═══ Supplied records ═══

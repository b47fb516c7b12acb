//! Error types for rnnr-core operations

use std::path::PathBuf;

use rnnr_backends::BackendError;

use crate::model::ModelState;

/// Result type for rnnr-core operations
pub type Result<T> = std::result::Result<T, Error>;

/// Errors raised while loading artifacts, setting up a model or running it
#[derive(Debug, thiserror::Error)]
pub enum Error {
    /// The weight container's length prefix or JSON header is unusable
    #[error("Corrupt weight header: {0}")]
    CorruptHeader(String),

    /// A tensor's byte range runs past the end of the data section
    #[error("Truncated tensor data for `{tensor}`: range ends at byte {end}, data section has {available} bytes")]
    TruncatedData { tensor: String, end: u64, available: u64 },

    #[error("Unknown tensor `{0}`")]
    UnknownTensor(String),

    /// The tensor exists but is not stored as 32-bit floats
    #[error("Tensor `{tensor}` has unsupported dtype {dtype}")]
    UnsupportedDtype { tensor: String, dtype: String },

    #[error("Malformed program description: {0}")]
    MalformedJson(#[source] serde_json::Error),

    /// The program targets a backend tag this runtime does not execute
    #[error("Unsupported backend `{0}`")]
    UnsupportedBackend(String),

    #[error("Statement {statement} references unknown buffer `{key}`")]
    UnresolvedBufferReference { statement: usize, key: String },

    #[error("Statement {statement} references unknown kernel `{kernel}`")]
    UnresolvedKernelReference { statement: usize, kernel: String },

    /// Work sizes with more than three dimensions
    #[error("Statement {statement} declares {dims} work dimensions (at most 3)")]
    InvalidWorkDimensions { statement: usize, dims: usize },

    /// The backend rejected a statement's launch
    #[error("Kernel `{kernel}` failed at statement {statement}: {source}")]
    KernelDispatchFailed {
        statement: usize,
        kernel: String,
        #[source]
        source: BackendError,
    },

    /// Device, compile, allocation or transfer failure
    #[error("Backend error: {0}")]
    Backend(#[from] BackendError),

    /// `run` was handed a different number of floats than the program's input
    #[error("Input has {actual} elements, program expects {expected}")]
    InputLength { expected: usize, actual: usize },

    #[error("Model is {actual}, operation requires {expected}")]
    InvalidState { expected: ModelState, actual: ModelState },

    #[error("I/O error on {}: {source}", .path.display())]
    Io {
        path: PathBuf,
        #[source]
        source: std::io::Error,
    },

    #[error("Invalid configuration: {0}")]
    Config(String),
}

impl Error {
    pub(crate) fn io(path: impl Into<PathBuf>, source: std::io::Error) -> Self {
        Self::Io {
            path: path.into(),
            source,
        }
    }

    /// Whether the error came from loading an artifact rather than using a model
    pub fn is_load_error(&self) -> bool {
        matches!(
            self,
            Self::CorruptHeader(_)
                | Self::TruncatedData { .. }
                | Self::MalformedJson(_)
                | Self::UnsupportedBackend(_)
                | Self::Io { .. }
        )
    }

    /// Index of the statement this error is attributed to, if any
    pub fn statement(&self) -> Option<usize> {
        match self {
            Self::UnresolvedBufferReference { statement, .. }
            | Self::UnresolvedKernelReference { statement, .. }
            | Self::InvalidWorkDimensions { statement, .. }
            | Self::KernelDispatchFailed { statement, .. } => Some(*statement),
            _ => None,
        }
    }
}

═══

Task description: Your task is to retype the entries verbatim, starting with the line that holds "pub enum Error" and stopping after the line that holds "u64, available: u64".

Exercise output:
pub enum Error {
    /// The weight container's length prefix or JSON header is unusable
    #[error("Corrupt weight header: {0}")]
    CorruptHeader(String),

    /// A tensor's byte range runs past the end of the data section
    #[error("Truncated tensor data for `{tensor}`: range ends at byte {end}, data section has {available} bytes")]
    TruncatedData { tensor: String, end: u64, available: u64 },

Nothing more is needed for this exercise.